Monday, 17 October 2011

Revolution 1

Robert Mickens, that bête noir of so many blogs, has written in the current edition of The Tablet of a new book published recently in Italy Mal di Chiesa, or Church Sickness.
The author is veteran Vatican journalist Gian Franco Svidercoschi, who covered the Council for the Ansa news agency and then worked two years (1983-85) as assistant editor of L'Osservatore Romano. Svidercoschi says the Catholic Church is ailing right now, not because Vatican II went too far, but because it was a "revolution, left only half done". His 120-page booklet is only one of a number of recent publications by committed Catholics here in Italy who are voicing alarm over the direction Pope Benedict appears to be taking the Church.
The word "revolution" is a telling one. For years the Church has been reassuring us that what happened in the 1960s was a "reform". The word "revolution" has tended to be used by those who resisted the changes, such as the eminent Michael Davis, and has been considered a very controversial term. So it is interesting to read the word being used by someone on the other side.

It really would seem to be only now that we are becoming able to get a bit of distance on the whole Vatican II episode and look at it with something like historical dispassion. Recently I completed a book which had to deal with that period (among others), and I felt that I could not just write another yah-boo account of the period; there have been far too many of these, from Xavier Rynne onwards, with a simplistic division of the parties in the council into 'goodies' and 'baddies', according to one's perspective.

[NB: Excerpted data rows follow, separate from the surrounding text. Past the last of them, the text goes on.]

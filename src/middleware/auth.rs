use axum::extract::{FromRef, FromRequestParts};
use axum::http::request::Parts;
use axum_extra::TypedHeader;
use headers::{Authorization, authorization::Bearer};

use crate::error::StratusError;
use crate::service::{Claims, TokenService};

/// Verified bearer-token claims. Rejects with 401 when the header is missing or the
/// token does not verify.
#[derive(Debug, Clone)]
pub struct AuthUser(pub Claims);

impl AuthUser {
    pub fn user_id(&self) -> Result<i64, StratusError> {
        self.0.user_id()
    }
}

impl<S> FromRequestParts<S> for AuthUser
where
    TokenService: FromRef<S>,
    S: Send + Sync,
{
    type Rejection = StratusError;

    async fn from_request_parts(parts: &mut Parts, state: &S) -> Result<Self, Self::Rejection> {
        let TypedHeader(Authorization(bearer)) =
            TypedHeader::<Authorization<Bearer>>::from_request_parts(parts, state)
                .await
                .map_err(|_| StratusError::Unauthorized("missing bearer token".to_string()))?;

        let tokens = TokenService::from_ref(state);
        let claims = tokens.verify(bearer.token())?;
        Ok(Self(claims))
    }
}

/// Like [`AuthUser`], additionally requiring the `Admin` role (403 otherwise).
#[derive(Debug, Clone)]
pub struct RequireAdmin(pub Claims);

impl<S> FromRequestParts<S> for RequireAdmin
where
    TokenService: FromRef<S>,
    S: Send + Sync,
{
    type Rejection = StratusError;

    async fn from_request_parts(parts: &mut Parts, state: &S) -> Result<Self, Self::Rejection> {
        let AuthUser(claims) = AuthUser::from_request_parts(parts, state).await?;
        if !claims.is_admin() {
            return Err(StratusError::Forbidden);
        }
        Ok(Self(claims))
    }
}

Regular readers of this blog will probably be able to guess my own perspective fairly readily. But I did not want to make yet another Aunt Sally of those who differ from me: that does little to serve the cause of truth, and if my own perspective is to have any value at all it has to rest on truth.

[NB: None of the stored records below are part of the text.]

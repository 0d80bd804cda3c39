use axum::{
    Router,
    extract::FromRef,
    routing::{delete, get, patch, post},
};
use std::sync::Arc;

use crate::api::OpenWeatherApi;
use crate::config::Config;
use crate::db::{FavoritesStorage, ObservationsStorage, SqlitePool, UsersStorage};
use crate::error::StratusError;
use crate::handlers::{auth, favorites, users, weather};
use crate::service::{
    FavoritesService, MemoryCache, NoopCache, ResponseCache, TokenService, UserService,
    WeatherService,
};

#[derive(Clone)]
pub struct StratusState {
    pub users: UserService,
    pub favorites: FavoritesService,
    pub weather: WeatherService,
    pub tokens: TokenService,
    pub observations: ObservationsStorage,
}

impl StratusState {
    pub fn new(pool: SqlitePool, cfg: &Config) -> Result<Self, StratusError> {
        let cache: Arc<dyn ResponseCache> = if cfg.cache.enabled {
            Arc::new(MemoryCache::new())
        } else {
            Arc::new(NoopCache)
        };
        let api = OpenWeatherApi::new(&cfg.openweather)?;

        Ok(Self {
            users: UserService::new(UsersStorage::new(pool.clone())),
            favorites: FavoritesService::new(FavoritesStorage::new(pool.clone())),
            weather: WeatherService::new(
                api,
                cache,
                cfg.cache.ttl(),
                cfg.openweather.geocode_limit,
            ),
            tokens: TokenService::new(&cfg.jwt),
            observations: ObservationsStorage::new(pool),
        })
    }
}

impl FromRef<StratusState> for TokenService {
    fn from_ref(state: &StratusState) -> Self {
        state.tokens.clone()
    }
}

pub fn stratus_router(state: StratusState) -> Router {
    Router::new()
        .route("/healthz", get(|| async { "ok" }))
        .route("/auth/register", post(auth::register))
        .route("/auth/login", post(auth::login))
        .route("/auth/me", get(auth::me))
        .route(
            "/users/{id}",
            get(users::get_user)
                .put(users::update_user)
                .delete(users::delete_user),
        )
        .route(
            "/favorites",
            get(favorites::list_favorites).post(favorites::create_favorite),
        )
        .route("/favorites/{id}", delete(favorites::delete_favorite))
        .route(
            "/favorites/{id}/default",
            patch(favorites::set_default_favorite),
        )
        .route("/weather/current", get(weather::current))
        .route("/weather/hourly", get(weather::hourly))
        .route("/weather/weekly", get(weather::weekly))
        .route("/weather/observations", get(weather::observations))
        .route("/openweather/geocode", get(weather::geocode))
        .with_state(state)
}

Those of my persuasion are far too liable to caricature the 'liberal' wing in the 1960s as being deliberately malicious destroyers of two thousand years of history, enfants terribles who had managed to seize the wheel and had turned the Barque of Peter onto dangerous rocks, just to see what would happen. The 'liberals' were apt to caricature those of a traditional persuasion as being power-hungry despots with no care for the poor, or the Gospel; deliberate train-wreckers of reform, lacking vision, lacking faith, resisting all change simply on principle.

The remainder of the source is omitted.